The survey measured the prevalence of illicit drug use among women admitted in active labor to the regional perinatal center and to seven other maternity hospitals in the state. For 17-day periods in October and November 1989, each hospital provided aliquots of routinely collected urine specimens to the RIDH for testing. Names were not provided in an effort to protect patient confidentiality. Labor and delivery nurses recorded race, age, parity, insurance status, town or city of residence, and hospital of delivery for each patient.
Each urine specimen was tested by enzyme-multiplied immunoassays for cocaine metabolites, opiates, marijuana, and amphetamines. Toxicology screen cutoffs were: cocaine, 300 ng divided by L; amphetamines, 1000 ng divided by L; opiates, 300 ng divided by L; and cannabinoids, 100 ng divided by L.* Positive results were confirmed with thin-layer chromatography for cocaine (150 ng divided by L), opiates (200 ng divided by L), and cannabinoids (50 ng divided by L); gas chromatography was used to confirm positive results for amphetamines (50 ng divided by L). Whether the opiate use was illicit or by prescription could not be determined.
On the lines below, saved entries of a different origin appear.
// =============================================================================
// Exponential Moving Average (EMA)
// =============================================================================
//
// Formula:
//   alpha = 2 / (period + 1)
//   EMA_t = x_t * alpha + EMA_{t-1} * (1 - alpha)
//
// The first EMA value is seeded with the SMA of the first `period` inputs.
// =============================================================================

/// Compute the EMA series for `values` with look-back `period`.
///
/// Returns an empty `Vec` when the input is too short or the period is zero.
/// Each output element corresponds to an input starting at index `period - 1`.
pub fn ema(values: &[f64], period: usize) -> Vec<f64> {
    if period == 0 || values.len() < period {
        return Vec::new();
    }

    let alpha = 2.0 / (period + 1) as f64;

    let sma: f64 = values[..period].iter().sum::<f64>() / period as f64;
    if !sma.is_finite() {
        return Vec::new();
    }

    let mut result = Vec::with_capacity(values.len() - period + 1);
    result.push(sma);

    let mut prev = sma;
    for &x in &values[period..] {
        let next = x * alpha + prev * (1.0 - alpha);
        if !next.is_finite() {
            // A broken series must not keep producing values.
            break;
        }
        result.push(next);
        prev = next;
    }

    result
}

/// Slope of the EMA over the last `k` outputs: `ema_last - ema_{last-k}`.
///
/// Returns `None` when the series is shorter than `k + 1`.
pub fn ema_slope(series: &[f64], k: usize) -> Option<f64> {
    if k == 0 || series.len() < k + 1 {
        return None;
    }
    let last = *series.last()?;
    let earlier = series[series.len() - 1 - k];
    let slope = last - earlier;
    slope.is_finite().then_some(slope)
}

// =============================================================================
// Tests
// =============================================================================
#[cfg(test)]
mod tests {
    use super::*;

    #[test]
    fn empty_input() {
        assert!(ema(&[], 5).is_empty());
    }

    #[test]
    fn period_zero() {
        assert!(ema(&[1.0, 2.0, 3.0], 0).is_empty());
    }

    #[test]
    fn insufficient_data() {
        assert!(ema(&[1.0, 2.0], 5).is_empty());
    }

    #[test]
    fn period_equals_length_yields_sma() {
        let out = ema(&[2.0, 4.0, 6.0], 3);
        assert_eq!(out.len(), 1);
        assert!((out[0] - 4.0).abs() < 1e-12);
    }

    #[test]
    fn known_values() {
        // 5-period EMA of 1..=10: seed SMA = 3.0, alpha = 1/3.
        let values: Vec<f64> = (1..=10).map(|x| x as f64).collect();
        let out = ema(&values, 5);
        assert_eq!(out.len(), 6);

        let alpha = 2.0 / 6.0;
        let mut expected = 3.0;
        let mut expected_series = vec![expected];
        for &x in &values[5..] {
            expected = x * alpha + expected * (1.0 - alpha);
            expected_series.push(expected);
        }
        for (a, b) in out.iter().zip(expected_series.iter()) {
            assert!((a - b).abs() < 1e-12, "got {a}, expected {b}");
        }
    }

    #[test]
    fn re_evaluation_is_identical() {
        let values: Vec<f64> = (0..60).map(|i| 100.0 + (i as f64 * 0.7).sin() * 5.0).collect();
        let a = ema(&values, 9);
        let b = ema(&values, 9);
        assert_eq!(a, b);
    }

    #[test]
    fn nan_in_input_truncates_series() {
        let values = vec![1.0, 2.0, 3.0, f64::NAN, 5.0];
        let out = ema(&values, 3);
        // Seed survives; the NaN input stops further output.
        assert_eq!(out.len(), 1);
    }

    #[test]
    fn slope_of_rising_series_is_positive() {
        let values: Vec<f64> = (1..=30).map(|x| x as f64).collect();
        let series = ema(&values, 3);
        let slope = ema_slope(&series, 3).unwrap();
        assert!(slope > 0.0);
    }

    #[test]
    fn slope_requires_enough_points() {
        assert!(ema_slope(&[1.0, 2.0], 3).is_none());
        assert!(ema_slope(&[1.0, 2.0, 3.0], 0).is_none());
    }
}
During the study period, 713 birth certificates were filed in the state. Specimens and data were obtained from 465 (65.2%) women in active labor during the same period. A urine sample was not obtained from other patients admitted during that period because the patient did not have to void, delivery was imminent, or labor and delivery staff did not collect the specimen. However, based on a comparison using birth certificate data, characteristics of tested and untested women were similar except for age of mother. Women aged less than 25 years were more likely to be included in the sample than were women aged greater than or equal to 25 years.
Specimens for 35 (7.5%) of the 465 women were positive for at least one drug (Table 1). Women with public insurance coverage were four times more likely to be positive (16.1%) than were women with private insurance (4.1%) (p less than 0.0001, Fisher's exact test).
Cocaine was detected more commonly in women who were other than white (8.2%; p less than 0.0001), used public insurance (8.9%; p less than 0.0001), were classified as living in poverty (6.8%; p less than 0.0001), had one or more children (4.2%; p less than 0.01), and delivered at the regional perinatal center (3.9%; p less than 0.01). Women who were using public insurance were also more likely to be positive for marijuana (5.6%; p less than 0.01). Reported by: WH Hollinshead, MD, JF Griffin, MPH, HD Scott, MD, ME Burke, MSN, Office of Data and Evaluation, Div of Family Health, Rhode Island Dept of Health; DR Coustan, MD, Rhode Island Medical Society; TA Vest, MD, American College of Obstetricians and Gynecologists--Rhode Island Section.
Editorial Note: The Rhode Island survey represents one approach to estimating the prevalence of illicit drug use in a population subgroup. Most previous studies have sampled high-risk inner-city populations, which are less representative of the general population (10-12); in these studies, overall rates of illicit drug use have ranged from 6% to 11%.
The Rhode Island sample was representative of all births occurring in the state during the study period. The protocol was simple and produced a more complete measure of the prevalence of drug use at delivery than has been available by other means. These rates are probably underestimated, however, because they reflect drug use only within 48 hours of labor and delivery and because only a limited number of drugs were assessed.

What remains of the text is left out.